▸ **What you are asked to do**: Report each line of the records below that holds the word "required".

(Collected data)
************
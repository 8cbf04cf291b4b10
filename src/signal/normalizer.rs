//! Signal normalization
//!
//! Upstream producers deliver heterogeneous JSON shapes: field casing
//! differs, directions arrive as "call"/"long"/"buy", timestamps arrive
//! as epoch seconds, epoch milliseconds, or RFC 3339 strings. The
//! normalizer coerces all of them into the canonical [`Signal`] and
//! rejects payloads missing required fields.

use super::types::{Direction, Signal, SignalMetadata, SignalSource};
use chrono::{DateTime, TimeZone, Utc};
use rust_decimal::Decimal;
use serde::Deserialize;
use thiserror::Error;

/// Normalization failures
#[derive(Debug, Error)]
pub enum NormalizeError {
    /// A required field was absent from the payload
    #[error("missing required field: {0}")]
    MissingField(&'static str),
    /// A field was present but could not be interpreted
    #[error("invalid value for {field}: {value}")]
    InvalidValue { field: &'static str, value: String },
}

/// Raw inbound payload as delivered by the ingress layer
///
/// Every field is optional at the wire level; the normalizer decides
/// what is required.
#[derive(Debug, Clone, Default, Deserialize)]
pub struct RawSignalPayload {
    pub source: Option<String>,
    pub symbol: Option<String>,
    pub direction: Option<String>,
    pub timeframe: Option<String>,
    pub timestamp: Option<RawTimestamp>,
    #[serde(default)]
    pub metadata: Option<RawMetadata>,
}

/// Timestamp as delivered upstream: epoch number or RFC 3339 string
#[derive(Debug, Clone, Deserialize)]
#[serde(untagged)]
pub enum RawTimestamp {
    Epoch(i64),
    Text(String),
}

/// Optional metadata bag; unrecognized keys are ignored
#[derive(Debug, Clone, Default, Deserialize)]
pub struct RawMetadata {
    pub confluence_score: Option<Decimal>,
    pub mtf_aligned: Option<bool>,
}

/// Coerces raw payloads into canonical signals
#[derive(Debug, Clone, Default)]
pub struct SignalNormalizer;

/// Epoch values at or above this are treated as milliseconds
const EPOCH_MILLIS_CUTOFF: i64 = 100_000_000_000;

impl SignalNormalizer {
    /// Create a new normalizer
    pub fn new() -> Self {
        Self
    }

    /// Normalize a raw payload into a [`Signal`]
    pub fn normalize(&self, raw: &RawSignalPayload) -> Result<Signal, NormalizeError> {
        let source = parse_source(
            raw.source
                .as_deref()
                .ok_or(NormalizeError::MissingField("source"))?,
        )?;

        let symbol = raw
            .symbol
            .as_deref()
            .map(str::trim)
            .filter(|s| !s.is_empty())
            .ok_or(NormalizeError::MissingField("symbol"))?
            .to_uppercase();

        let direction = parse_direction(
            raw.direction
                .as_deref()
                .ok_or(NormalizeError::MissingField("direction"))?,
        )?;

        let timeframe = raw
            .timeframe
            .as_deref()
            .map(str::trim)
            .filter(|s| !s.is_empty())
            .ok_or(NormalizeError::MissingField("timeframe"))?
            .to_lowercase();

        let timestamp = parse_timestamp(
            raw.timestamp
                .as_ref()
                .ok_or(NormalizeError::MissingField("timestamp"))?,
        )?;

        let metadata = raw
            .metadata
            .as_ref()
            .map(|m| SignalMetadata {
                confluence_score: m.confluence_score,
                mtf_aligned: m.mtf_aligned,
            })
            .unwrap_or_default();

        Ok(Signal::new(
            source, symbol, direction, timeframe, timestamp, metadata,
        ))
    }
}

fn parse_source(value: &str) -> Result<SignalSource, NormalizeError> {
    match value.trim().to_lowercase().as_str() {
        "tradingview" | "tv" => Ok(SignalSource::Tradingview),
        "options_flow" | "optionsflow" | "flow" => Ok(SignalSource::OptionsFlow),
        "momentum" | "scanner" => Ok(SignalSource::Momentum),
        "manual" => Ok(SignalSource::Manual),
        other => Err(NormalizeError::InvalidValue {
            field: "source",
            value: other.to_string(),
        }),
    }
}

fn parse_direction(value: &str) -> Result<Direction, NormalizeError> {
    match value.trim().to_lowercase().as_str() {
        "call" | "calls" | "long" | "buy" | "bullish" => Ok(Direction::Call),
        "put" | "puts" | "short" | "sell" | "bearish" => Ok(Direction::Put),
        other => Err(NormalizeError::InvalidValue {
            field: "direction",
            value: other.to_string(),
        }),
    }
}

fn parse_timestamp(value: &RawTimestamp) -> Result<DateTime<Utc>, NormalizeError> {
    match value {
        RawTimestamp::Epoch(n) => {
            let result = if n.abs() >= EPOCH_MILLIS_CUTOFF {
                Utc.timestamp_millis_opt(*n).single()
            } else {
                Utc.timestamp_opt(*n, 0).single()
            };
            result.ok_or_else(|| NormalizeError::InvalidValue {
                field: "timestamp",
                value: n.to_string(),
            })
        }
        RawTimestamp::Text(s) => DateTime::parse_from_rfc3339(s)
            .map(|dt| dt.with_timezone(&Utc))
            .map_err(|_| NormalizeError::InvalidValue {
                field: "timestamp",
                value: s.clone(),
            }),
    }
}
************
▸ **Response**:
//! rejects payloads missing required fields.
    /// A required field was absent from the payload
    #[error("missing required field: {0}")]
/// what is required.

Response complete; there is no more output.